═══ Provided material
//! Local filesystem storage backend.
//!
//! This module provides a storage backend implementation for the local filesystem.
//! Objects are stored in a configured directory and accessed using standard filesystem
//! operations via `tokio::fs` for async I/O.

use crate::backend::EntryStream;
use crate::error::ErrorKind;
use crate::path::{validate as validate_path, validate_prefix};
use crate::{Entry, StorageBackend, error::Result};
use async_stream::stream;
use async_trait::async_trait;
use exn::ResultExt;
use std::fs::{Metadata, create_dir_all as sync_create_dir};
use std::path::{Path, PathBuf};
use tokio::fs::{self, DirEntry};

/// Local filesystem storage backend.
///
/// Stores objects in a directory on the local filesystem. All keys are
/// relative to the configured root directory; sub-directories are reported
/// as containers.
///
/// # Examples
///
/// ```no_run
/// use media_storage::backend::LocalBackend;
///
/// # fn example() -> Result<(), Box<dyn std::error::Error>> {
/// let backend = LocalBackend::new("media", "/path/to/media")?;
/// # Ok(())
/// # }
/// ```
#[derive(Clone)]
pub struct LocalBackend {
    name: String,
    /// Root directory of the container
    root: PathBuf,
}
impl LocalBackend {
    /// Create a new local filesystem backend.
    ///
    /// # Errors
    ///
    /// Returns an error if the path is not absolute, or exists but is not a
    /// directory.
    pub fn new(name: impl Into<String>, root: impl AsRef<Path>) -> Result<Self> {
        let root = root.as_ref().to_path_buf();
        if !root.is_absolute() {
            exn::bail!(ErrorKind::InvalidPath(root));
        }

        if root.exists() {
            if !root.is_dir() {
                exn::bail!(ErrorKind::InvalidPath(root));
            }
        } else {
            // Use non-async here; it'll only happen once on initialization
            // and it's not worth the hassle of making the constructor async.
            sync_create_dir(&root).map_err(|e| Self::map_io_error(e, &root))?;
        }

        Ok(Self { name: name.into(), root })
    }

    /// Get the absolute path for a relative storage key.
    fn absolute_path(&self, path: impl AsRef<Path>) -> Result<PathBuf> {
        let validated = validate_path(path.as_ref())?;
        Ok(self.root.join(validated))
    }

    /// Convert an absolute path back to a relative storage key.
    fn relative_path(&self, absolute: impl AsRef<Path>) -> Result<PathBuf> {
        let absolute = absolute.as_ref();
        let relative = absolute.strip_prefix(&self.root).or_raise(|| {
            ErrorKind::BackendError(format!("path `{:?}` is not within root `{:?}`", absolute, self.root))
        })?;
        validate_path(relative)
    }

    fn entry(relative: PathBuf, metadata: Metadata) -> Result<Entry> {
        let modified = metadata.modified().map_err(ErrorKind::Io)?.into();
        Ok(Entry::object(relative, metadata.len(), modified))
    }

    fn map_io_error(e: std::io::Error, path: &Path) -> ErrorKind {
        match e.kind() {
            std::io::ErrorKind::NotFound => ErrorKind::NotFound(path.to_path_buf()),
            std::io::ErrorKind::PermissionDenied => ErrorKind::PermissionDenied(path.to_path_buf()),
            _ => ErrorKind::Io(e),
        }
    }

    /// Classify a single directory entry. Returns `None` for anything that is
    /// neither a file nor a directory. Symlinks are not followed, so they
    /// are skipped too and a link back up the tree cannot be walked twice.
    async fn process_entry(&self, entry: DirEntry) -> Result<Option<Entry>> {
        let path = entry.path();
        let metadata = entry.metadata().await.map_err(|e| Self::map_io_error(e, &path))?;
        let relative = self.relative_path(&path)?;
        if metadata.is_dir() {
            return Ok(Some(Entry::container(relative)));
        }
        if metadata.is_file() {
            return Ok(Some(Self::entry(relative, metadata)?));
        }
        Ok(None)
    }
}

#[async_trait]
impl StorageBackend for LocalBackend {
    fn name(&self) -> &str {
        &self.name
    }

    fn list_stream<'a>(&'a self, prefix: Option<&'a Path>) -> EntryStream<'a> {
        let directory = match validate_prefix(prefix) {
            Ok(Some(pfx)) => self.root.join(pfx),
            Ok(None) => self.root.clone(),
            Err(e) => return Box::pin(futures::stream::once(async { Result::Err(e) })),
        };

        Box::pin(stream! {
            let mut entries = match fs::read_dir(&directory).await {
                Ok(entries) => entries,
                // To stay consistent with the behaviour of S3-compatible
                // backends, asking for the contents of a directory that
                // doesn't exist results in an empty list not an error.
                Err(err) if err.kind() == std::io::ErrorKind::NotFound => return,
                Err(err) => {
                    yield Err(exn::Exn::from(Self::map_io_error(err, &directory)));
                    return;
                },
            };
            loop {
                let entry = match entries.next_entry().await {
                    Ok(Some(entry)) => entry,
                    Ok(None) => break,
                    Err(e) => {
                        yield Err(exn::Exn::from(Self::map_io_error(e, &directory)));
                        return;
                    },
                };
                match self.process_entry(entry).await {
                    Ok(Some(entry)) => yield Ok(entry),
                    Ok(None) => {},
                    Err(e) => yield Err(e),
                }
            }
        })
    }

    async fn exists(&self, path: &Path) -> Result<bool> {
        let abs_path = self.absolute_path(path)?;
        Ok(fs::try_exists(&abs_path).await.map_err(ErrorKind::Io)?)
    }

    async fn read(&self, path: &Path) -> Result<Vec<u8>> {
        let abs_path = self.absolute_path(path)?;
        Ok(fs::read(&abs_path).await.map_err(|e| Self::map_io_error(e, path))?)
    }

    async fn write(&self, path: &Path, data: &[u8]) -> Result<()> {
        let abs_path = self.absolute_path(path)?;
        // Create parent directories if needed, to keep behaviour
        // consistent with S3-compatible storage.
        if let Some(parent) = abs_path.parent() {
            fs::create_dir_all(parent).await.map_err(|e| Self::map_io_error(e, path))?;
        }
        Ok(fs::write(&abs_path, data).await.map_err(|e| Self::map_io_error(e, path))?)
    }

    async fn delete(&self, path: &Path) -> Result<()> {
        let abs_path = self.absolute_path(path)?;
        Ok(fs::remove_file(&abs_path).await.map_err(|e| Self::map_io_error(e, path))?)
    }

    async fn stat(&self, path: &Path) -> Result<Entry> {
        let abs_path = self.absolute_path(path)?;
        let metadata = fs::metadata(&abs_path).await.map_err(|e| Self::map_io_error(e, path))?;
        if metadata.is_dir() {
            return Ok(Entry::container(validate_path(path)?));
        }
        Self::entry(validate_path(path)?, metadata)
    }
}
══════
- _Exercise aim_
What lines of the preceding data include the string "configured"? Pull them out.

- _Response for this exercise_
//! Objects are stored in a configured directory and accessed using standard filesystem
/// relative to the configured root directory; sub-directories are reported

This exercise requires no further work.